Historical region in Iran
Manrud (مانرود) or Kul-i Manrud (کول مانرود) is a historical region in southwestern Iran, frequently mentioned during the early Islamic period. It had a strong association with the Lurs.

==History==
The region of Manrud was called "Kūl-i Manrud", with "kūl" meaning "little ravine" in Luri. According to Tarikh-e Guzida, the wilayat of Manrud included a village named Kurd, near which there was a defile named Lur, which was given as one of the possible origins of the name of the Lurs. The tradition was probably based on the memory of the town al-Lur mentioned by early Arab geographers, with its name surviving in Sahra-ye Lur north of Dezful.
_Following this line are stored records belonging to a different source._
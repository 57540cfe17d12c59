// crates/pgsolve-zlk/src/lib.rs

//! McNaughton–Zielonka engine with universal-tree navigation.
//!
//! The classical recursion — attract to the highest priority, solve the
//! rest, re-attract the opponent's winnings, iterate — runs on an explicit
//! frame stack with staged re-entry, so native stack depth stays flat on
//! large games. Recursion depth and sibling branching are walked on a pair
//! of Strahler universal ordered trees (one per player) held in a
//! garbage-collected arena; the per-vertex tree mappings double as
//! diagnostics the CLI can dump.

#![forbid(unsafe_code)]
#![deny(rust_2018_idioms)]
#![deny(missing_docs)]
#![warn(clippy::all, clippy::pedantic, clippy::nursery)]
#![allow(
    clippy::missing_errors_doc,
    clippy::module_name_repetitions,
    clippy::cast_possible_truncation
)]

mod recursion;

pub use recursion::{UniversalZielonka, ZlkSolver};
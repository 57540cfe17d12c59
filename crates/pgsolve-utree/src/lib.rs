// crates/pgsolve-utree/src/lib.rs

//! Universal ordered trees backing the Zielonka engine's recursion bound.
//!
//! - [`arena`]: a fixed-slab slot pool holding one ordered tree per player,
//!   with reference counting via per-slot vertex membership bitsets and a
//!   mark-free garbage collector.
//! - [`agent`]: per-player navigation heads (`init` / `step_up` /
//!   `step_down` / `step_left` / `step_right`) and the vertex-to-node
//!   mapping table with BOT/MID/TOP signs.
//! - [`render`]: diagnostics only — mapping CSV and an HTML/SVG picture of
//!   the two trees.
//!
//! The arena is the sole owner of tree nodes; nodes refer to each other by
//! slot id, and membership changes propagate to ancestors by an explicit
//! walk up the parent chain. Slot ids are stable until released.

#![forbid(unsafe_code)]
#![deny(rust_2018_idioms)]
#![deny(missing_docs)]
#![warn(clippy::all, clippy::pedantic, clippy::nursery)]
#![allow(
    clippy::missing_errors_doc,
    clippy::module_name_repetitions,
    clippy::cast_possible_truncation,
    clippy::cast_possible_wrap,
    clippy::cast_sign_loss
)]

/// Navigation heads and vertex mapping over the arena.
pub mod agent;
/// Slot pool, ordered-tree nodes, and garbage collection.
pub mod arena;
/// Mapping CSV and tree pictures (diagnostics only).
pub mod render;

pub use agent::TreeAgent;
pub use arena::{Arena, SlotId};

use std::fmt;

/// Tag attached to a vertex-to-node mapping, distinguishing attractor
/// layers anchored at the same tree location.
#[repr(u8)]
#[derive(Clone, Copy, Debug, PartialEq, Eq, Hash)]
pub enum Sign {
    /// The frame's target set itself.
    Mid = 0,
    /// The surrounding attractor layer below the target set.
    Bot = 1,
    /// Vertices that must be handled again further up the tree.
    Top = 2,
}

impl fmt::Display for Sign {
    fn fmt(&self, f: &mut fmt::Formatter<'_>) -> fmt::Result {
        match self {
            Self::Mid => write!(f, "mid"),
            Self::Bot => write!(f, "bot"),
            Self::Top => write!(f, "top"),
        }
    }
}
// crates/pgsolve-games/src/io.rs

//! Reading and writing the pgsolver text format.
//!
//! ```text
//! parity 3;
//! 0 0 0 1 "a";
//! 1 1 1 0,2;
//! 2 2 0 2;
//! 3 1 0 1,3;
//! ```
//!
//! Header value is the highest vertex id. Each record is
//! `id priority owner successors [label];` with owner `0` (Even) or `1`
//! (Odd), successors comma-separated, and an optional quoted label.
//! Records may appear in any id order; every id in `[0, max]` must occur
//! exactly once.

use crate::format::{RawGame, RawVertex};
use anyhow::{anyhow, bail, Context, Result};
use pgsolve_core::{Player, Vertex};
use std::fs::File;
use std::io::{BufRead, BufReader, BufWriter, Read, Write};
use std::path::Path;

/// Upper bound on the vertex count a header may declare; records are
/// pre-allocated per id, so absurd headers are rejected before that.
const MAX_VERTICES: usize = 1 << 24;

/// Parse a game from a reader.
pub fn parse_game<R: Read>(reader: R) -> Result<RawGame> {
    let mut lines = BufReader::new(reader).lines();

    let header = loop {
        match lines.next() {
            Some(line) => {
                let line = line.context("read header line")?;
                let line = line.trim();
                if !line.is_empty() {
                    break line.to_owned();
                }
            }
            None => bail!("empty game file"),
        }
    };
    let max_id: usize = header
        .strip_prefix("parity")
        .ok_or_else(|| anyhow!("expected `parity <max-id>;` header, got {header:?}"))?
        .trim()
        .trim_end_matches(';')
        .trim()
        .parse()
        .context("parse max vertex id in header")?;
    if max_id >= MAX_VERTICES {
        bail!("header declares {} vertices, limit is {MAX_VERTICES}", max_id + 1);
    }

    let n = max_id + 1;
    let mut slots: Vec<Option<RawVertex>> = vec![None; n];

    for (lineno, line) in lines.enumerate() {
        let line = line.with_context(|| format!("read record line {}", lineno + 2))?;
        let line = line.trim().trim_end_matches(';').trim();
        if line.is_empty() {
            continue;
        }
        let (record, name) = split_label(line)
            .with_context(|| format!("record on line {}", lineno + 2))?;
        let mut fields = record.split_whitespace();

        let id: usize = fields
            .next()
            .ok_or_else(|| anyhow!("missing vertex id on line {}", lineno + 2))?
            .parse()
            .with_context(|| format!("parse vertex id on line {}", lineno + 2))?;
        if id > max_id {
            bail!("vertex id {id} exceeds header maximum {max_id}");
        }
        if slots[id].is_some() {
            bail!("vertex {id} defined twice");
        }

        let priority = fields
            .next()
            .ok_or_else(|| anyhow!("missing priority for vertex {id}"))?
            .parse()
            .with_context(|| format!("parse priority of vertex {id}"))?;
        let owner = match fields.next() {
            Some("0") => Player::Even,
            Some("1") => Player::Odd,
            other => bail!("owner of vertex {id} must be 0 or 1, got {other:?}"),
        };
        let succ_field = fields
            .next()
            .ok_or_else(|| anyhow!("missing successors for vertex {id}"))?;
        if fields.next().is_some() {
            bail!("trailing fields after successors of vertex {id}");
        }
        let successors = succ_field
            .split(',')
            .map(|s| {
                s.trim()
                    .parse::<Vertex>()
                    .with_context(|| format!("parse successor {s:?} of vertex {id}"))
            })
            .collect::<Result<Vec<_>>>()?;
        if successors.is_empty() {
            bail!("vertex {id} has no successors");
        }

        slots[id] = Some(RawVertex {
            priority,
            owner,
            successors,
            name,
        });
    }

    let vertices = slots
        .into_iter()
        .enumerate()
        .map(|(id, v)| v.ok_or_else(|| anyhow!("vertex {id} missing from file")))
        .collect::<Result<Vec<_>>>()?;
    Ok(RawGame { vertices })
}

/// Split an optional trailing `"label"` off a record.
fn split_label(line: &str) -> Result<(&str, Option<String>)> {
    match line.find('"') {
        None => Ok((line, None)),
        Some(start) => {
            let rest = &line[start + 1..];
            let end = rest
                .find('"')
                .ok_or_else(|| anyhow!("unterminated label quote"))?;
            if !rest[end + 1..].trim().is_empty() {
                bail!("unexpected content after label");
            }
            Ok((&line[..start], Some(rest[..end].to_owned())))
        }
    }
}

/// Read a game from a pgsolver-format file.
pub fn read_game<P: AsRef<Path>>(path: P) -> Result<RawGame> {
    let path = path.as_ref();
    let f = File::open(path).with_context(|| format!("open {}", path.display()))?;
    parse_game(f).with_context(|| format!("parse {}", path.display()))
}

/// Write a game in pgsolver format.
pub fn write_game<P: AsRef<Path>>(path: P, game: &RawGame) -> Result<()> {
    let path = path.as_ref();
    if let Some(dir) = path.parent() {
        if !dir.as_os_str().is_empty() {
            std::fs::create_dir_all(dir)
                .with_context(|| format!("creating parent directory {}", dir.display()))?;
        }
    }
    let f = File::create(path).with_context(|| format!("create {}", path.display()))?;
    let mut w = BufWriter::new(f);

    writeln!(w, "parity {};", game.len().saturating_sub(1))?;
    for (id, v) in game.vertices.iter().enumerate() {
        let succs = v
            .successors
            .iter()
            .map(ToString::to_string)
            .collect::<Vec<_>>()
            .join(",");
        match &v.name {
            Some(name) => writeln!(
                w,
                "{id} {} {} {succs} \"{name}\";",
                v.priority,
                v.owner.index()
            )?,
            None => writeln!(w, "{id} {} {} {succs};", v.priority, v.owner.index())?,
        }
    }
    w.flush()?;
    Ok(())
}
Tarikh-e Guzida concluded by listing the two principal tribes of Manrud, the Jangruyi and Aztari, as well as their eight clans, and the eighteen other Lur tribes. The Khorshidi dynasty established itself in the region after Shoja al-Din Khorshid captured Diz-i Siyah in the wilayat of Samha, and eventually all of Manrud, from Sorkhab Ayyar.

Some suggested that Manrud corresponded with the later Madiyanrud in Tarhan. According to Minorsky, the name of Manrud much resembled that of Madiyanrud, although historical considerations would have placed it near Mangarra, which he located north of Qilab. He added that Manrud, reportedly the ancestral home of the Lurs, corresponded with Mangarra and was unlikely to be near Khorramabad. Manrud also included Samha, with its fortress of Diz-i Siyah corresponding to the fort of Diz which defended Mangarra and was destroyed by the Vali of Posht-e Kuh in 1895. Later, Mangarra became a dehestan of Alvar-e Garmsiri. It was also part of the Bala Gariva region.